American author and academic

Susie Linfield is a social and cultural theorist at New York University.

==Background and education==
Between the ages of 8 and 15 Linfield was a student at George Balanchine's School of American Ballet in New York City. She danced as a student in productions of the ballets Don Quixote, A Midsummer Night's Dream and in the Royal Ballet's New York production of The Nutcracker under the directorship of Rudolf Nureyev. She decided to continue her education at the Ethical Culture Fieldston School in New York City. Then earned a bachelor's degree in American history at Oberlin College in Ohio.

==Career==
After college she moved to Boston where she ran the feminist newspaper Wages for Housework. She then moved to New York City where she studied journalism and documentary film-making at New York University. She has been a professor in the journalism department of New York University since 1995; for several years she was director of the cultural reporting and criticism program.

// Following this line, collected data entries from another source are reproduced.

//! Error types for the batching protocol.
//!
//! Every failure the protocol can produce is a [`ProtocolError`]. Most of them
//! never escape [`Protocol::process_batch`](crate::Protocol::process_batch):
//! they are folded into an Error-typed [`PacketResult`](crate::PacketResult)
//! for the packet that caused them, and sibling packets keep going.
//!
//! ## Error Categories
//!
//! - **Envelope errors**: [`ProtocolError::Decode`] and [`ProtocolError::Encode`]
//! - **Lookup errors**: unknown handler slot or unknown action byte
//! - **Handler errors**: validation, unimplemented actions, handler bodies and
//!   broadcast responses that report their own failure
//! - **Context errors**: cancellation and deadlines
//! - **Setup errors**: registration and configuration
//!
//! ## Recovery and Retry
//!
//! ```rust
//! use crudwire::ProtocolError;
//!
//! let error = ProtocolError::cancelled(3);
//! if error.is_retryable() {
//!     for suggestion in error.recovery_suggestions() {
//!         println!("  - {}", suggestion);
//!     }
//! }
//! ```

use std::time::Duration;
use thiserror::Error;

/// Result type alias for protocol operations.
pub type Result<T, E = ProtocolError> = std::result::Result<T, E>;

/// Boxed source error carried by codec failures.
pub type BoxError = Box<dyn std::error::Error + Send + Sync>;

/// Main error type for protocol operations.
#[derive(Error, Debug)]
#[non_exhaustive]
pub enum ProtocolError {
    #[error("decode error in {context}: {source}")]
    Decode {
        context: String,
        #[source]
        source: BoxError,
    },

    #[error("encode error in {context}: {source}")]
    Encode {
        context: String,
        #[source]
        source: BoxError,
    },

    #[error("no handler found for id: {handler_id} ({registered} registered)")]
    NoHandler { handler_id: u8, registered: usize },

    #[error("unknown action code {code:#04x} for handler id: {handler_id}")]
    UnknownAction { code: u8, handler_id: u8 },

    #[error("action '{action}' not implemented for handler {handler}")]
    NotImplemented { action: char, handler: String },

    #[error("validation failed for handler {handler}: {reason}")]
    Validation { handler: String, reason: String },

    #[error("call to handler id {handler_id} cancelled")]
    Cancelled { handler_id: u8 },

    #[error("deadline exceeded by {overrun:?} before calling handler id {handler_id}")]
    DeadlineExceeded { handler_id: u8, overrun: Duration },

    #[error("handler {handler} failed: {source}")]
    Handler {
        handler: String,
        #[source]
        source: anyhow::Error,
    },

    #[error("response {index} from handler {handler} failed: {reason}")]
    Response { handler: String, index: usize, reason: String },

    #[error("handler registration failed: {reason}")]
    Registration { reason: String },

    #[error("invalid configuration: {reason}")]
    Config { reason: String },

    #[error("{message}")]
    Remote { req_id: String, message: String },
}

impl ProtocolError {
    /// Returns whether retrying the same request could succeed.
    pub fn is_retryable(&self) -> bool {
        match self {
            ProtocolError::Cancelled { .. } => true,
            ProtocolError::DeadlineExceeded { .. } => true,
            ProtocolError::Handler { .. } => true,
            ProtocolError::Remote { .. } => true,
            ProtocolError::Decode { .. } => false,
            ProtocolError::Encode { .. } => false,
            ProtocolError::NoHandler { .. } => false,
            ProtocolError::UnknownAction { .. } => false,
            ProtocolError::NotImplemented { .. } => false,
            ProtocolError::Validation { .. } => false,
            ProtocolError::Response { .. } => false,
            ProtocolError::Registration { .. } => false,
            ProtocolError::Config { .. } => false,
        }
    }

    /// Returns suggested recovery actions for this error.
    pub fn recovery_suggestions(&self) -> Vec<&'static str> {
        match self {
            ProtocolError::Decode { .. } => vec![
                "Check that client and server use the same codec",
                "Verify the payload type matches the handler input type",
            ],
            ProtocolError::Encode { .. } => vec![
                "Check that the value is representable by the active codec",
                "Avoid non-string map keys with the JSON codec",
            ],
            ProtocolError::NoHandler { .. } => vec![
                "Register handlers in the same order on client and server",
                "Check the handler id used when building the packet",
            ],
            ProtocolError::UnknownAction { .. } => vec![
                "Use one of the action codes c, r, u or d",
                "Map transport verbs through Action::from_method",
            ],
            ProtocolError::NotImplemented { .. } => vec![
                "Bind the capability when building the registration",
                "Send the packet to a handler that supports the action",
            ],
            ProtocolError::Validation { .. } => vec![
                "Fix the rejected input and resend",
                "Check the handler's validation rules",
            ],
            ProtocolError::Cancelled { .. } => vec![
                "Resend the request with a live context",
                "Check why the caller cancelled the context",
            ],
            ProtocolError::DeadlineExceeded { .. } => {
                vec!["Extend the request deadline", "Send smaller batches"]
            }
            ProtocolError::Handler { .. } => vec![
                "Inspect the handler error source",
                "Retry once the handler's dependencies recover",
            ],
            ProtocolError::Response { .. } => vec![
                "Inspect the failing response in the handler",
                "Split independent deliverables into separate packets",
            ],
            ProtocolError::Registration { .. } => vec![
                "Raise max_handlers in the configuration",
                "Give every handler a non-empty name",
            ],
            ProtocolError::Config { .. } => vec![
                "Check the configuration file against the documented ranges",
                "Fall back to ProtocolConfig::default()",
            ],
            ProtocolError::Remote { .. } => vec![
                "Inspect the message returned by the peer",
                "Retry if the peer reported a transient failure",
            ],
        }
    }

    /// Helper constructor for decode errors.
    pub fn decode(context: impl Into<String>, source: impl Into<BoxError>) -> Self {
        ProtocolError::Decode { context: context.into(), source: source.into() }
    }

    /// Helper constructor for encode errors.
    pub fn encode(context: impl Into<String>, source: impl Into<BoxError>) -> Self {
        ProtocolError::Encode { context: context.into(), source: source.into() }
    }

    /// Helper constructor for handler lookup failures.
    pub fn no_handler(handler_id: u8, registered: usize) -> Self {
        ProtocolError::NoHandler { handler_id, registered }
    }

    /// Helper constructor for cancelled calls.
    pub fn cancelled(handler_id: u8) -> Self {
        ProtocolError::Cancelled { handler_id }
    }

    /// Helper constructor for validation failures.
    pub fn validation(handler: impl Into<String>, reason: impl Into<String>) -> Self {
        ProtocolError::Validation { handler: handler.into(), reason: reason.into() }
    }

    /// Helper constructor for registration errors.
    pub fn registration(reason: impl Into<String>) -> Self {
        ProtocolError::Registration { reason: reason.into() }
    }

    /// Helper constructor for configuration errors.
    pub fn config(reason: impl Into<String>) -> Self {
        ProtocolError::Config { reason: reason.into() }
    }
}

Linfield has served as editor-in-chief of American Film, deputy editor of The Village Voice and arts editor of The Washington Post.

==Books==

===The Lion's Den===

Linfield is the author of The Lions' Den: Zionism and the Left from Hannah Arendt to Noam Chomsky (2019), in which she asserts that leading leftist intellectuals shaped antisemitism and anti-Israel attitudes that she argued pervade contemporary progressive discourse. Michael Fischbach in a review argued that Linfield is not an historian and makes serious errors of historical fact, while bringing her personal views to bear on the topic. She expects Palestinians, and leftist critics of Israel's policies, to forego aspirations for a Palestinian return from exile to their country, while justifying the appropriateness of precisely the same assertion for Jews in the case of Zionism's identical claim of a right of return.

Linfield's book, The Cruel Radiance: Photography and Political Violence (2011), was a finalist for the National Book Critics Circle Award in Criticism and won the Berlin Prize.